Yes - but then again I try to put that down to "character building" as much as I can.

Sounds like you have been busy. Whilst this site has a very nice function, by which you can see the posts that have been written since your previous loging, also use the forums menu (see the link to the left) that will enable you to stroll through the archives (so to speak). There is also a search function and a link to posts to which noone has answered (it does happen). Who knows - you may be able to answer one of these and light up someones day!

Enjoy


----------



## Peter (Mar 3, 2005)

I'M HERE!!!!! ah we need a timer for these things.... Or i need to rig something up that will vibrate my cell phone when there is a new post in the new member forum. maybe part of my problem is a write such long welcomes that it takes me a few minutes to type it too..... 

Anyway, Welcome! Google is a very trusty way to get around the internet, and I dont know what the internet would be without it! 

So Jessica, what was the lighting back during the Rennaisance? hehe mostly sunny right? But seriously, what kinda shows are you doing? do you have to camoflauge your lights? are they outside ones? if so, what do you to keep your lights from frying or are these just short term shows? However it works, I'd be interested in hearing about it! I hope you will also be able to learn alot from us as we talk about different things arround the fourm.

Welcome to Controlbooth.com!
--the Official welcome wagon (part 2)


----------



## Peter (Mar 3, 2005)

see what I mean, you guys have made 2 posts while I was typing that post.....  

Ya, I would HIGHLY reccamend the "posts since last visit" feature as that is the way I find it easyest to keep track of all the current discussions (and be sure not to miss anything... even if i am a few minutes late to posting here, I do read every post on these forums)


----------



## lightwench (Mar 3, 2005)

I'm working for a casino (it's better than my last job but only barely at this point). They're building us a new space. Until then, we share the theatre with Bingo (which generally seems to amuse the road crews). Right now it's a head ache, so I won't go into too much as I do really love what I'm doing it's just the place is getting to me. I've done the outside thing before (gotta love the midwest weather) and think that stuff should be done inside. I'm theatrically trained but am doing concert lighting and work with a bunch of noodle brains (I'm bitter right now) who don't understand how concert and theatre lighting can be exchanged back and forth to create something different.
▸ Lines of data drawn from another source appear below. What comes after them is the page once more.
//! Submission-side contracts shared between the dialogue and the dispatcher.

use std::collections::BTreeMap;

use async_trait::async_trait;

/// Department answer sent with every record.
///
/// The form requires the field but the bot serves a single office, so the
/// value is fixed. A real employee-to-department mapping was never wired up.
pub const DEPARTMENT: &str = "Проектный офис";

/// The four answers posted to the form for one allocation.
///
/// Ephemeral: built right before the outbound call, never stored.
#[derive(Debug, Clone, PartialEq, Eq)]
pub struct SubmissionRecord {
    pub department: String,
    pub employee: String,
    pub project: String,
    pub score: String,
}

impl SubmissionRecord {
    pub fn new(employee: &str, project: &str, score: u8) -> Self {
        Self {
            department: DEPARTMENT.to_string(),
            employee: employee.to_string(),
            project: project.to_string(),
            score: score.to_string(),
        }
    }
}

/// Aggregate outcome of one batch of submissions.
#[derive(Debug, Clone, Copy, PartialEq, Eq, Default)]
pub struct SubmissionReport {
    pub succeeded: usize,
    pub failed: usize,
}

impl SubmissionReport {
    /// How many outbound calls were attempted in total.
    pub fn attempted(&self) -> usize {
        self.succeeded + self.failed
    }

    /// True when every record went through.
    pub fn is_complete(&self) -> bool {
        self.failed == 0
    }
}

/// Sends one validated batch to the form backend.
///
/// Implemented by the submission crate; the dialogue layer only sees this
/// trait. Partial failure is an accepted outcome and is encoded in the
/// report, not raised as an error.
#[async_trait]
pub trait AllocationSubmitter: Send + Sync {
    async fn submit(&self, employee: &str, allocations: &BTreeMap<String, u8>) -> SubmissionReport;
}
Should I be expecting more parts of the welcome wagon to be rolling in?


----------



## Mayhem (Mar 3, 2005)

Peter said:


> see what I mean, you guys have made 2 posts while I was typing that post.....



Well you got me the other day - you posted whilst I was writing my post and then it looked like I copied everything that you said - one could argue that great minds think alike!!


lightwench said:


> Should I be expecting more parts of the welcome wagon to be rolling in?



Yes - when he wakes up (or when the NY state educational system lets him (his excuse!))


----------



## lightwench (Mar 3, 2005)

_Yes - when he wakes up (or when the NY state educational system lets him (his excuse!))_

What sort of tech is asleep right now? It's only midnight thirty in NY....


----------



## Peter (Mar 4, 2005)

Yes, I am just (well, ok, an hour or so ago) getting home from pulling a 14 or so hour day in the MA educational system. The last few hours were lots of fun though b/c I did tech and recorded a Battle of the Bands that went very well. We came very close to frying a few amps but we kept everything JUST on the edge of it's effective range and it worked well. I have no idea where the other 1/2 of the welcome wagon is, but he will probaly be arround soon. Maybe I should bug him about him being part 1 being beat by part 2 AND other members... ;-) 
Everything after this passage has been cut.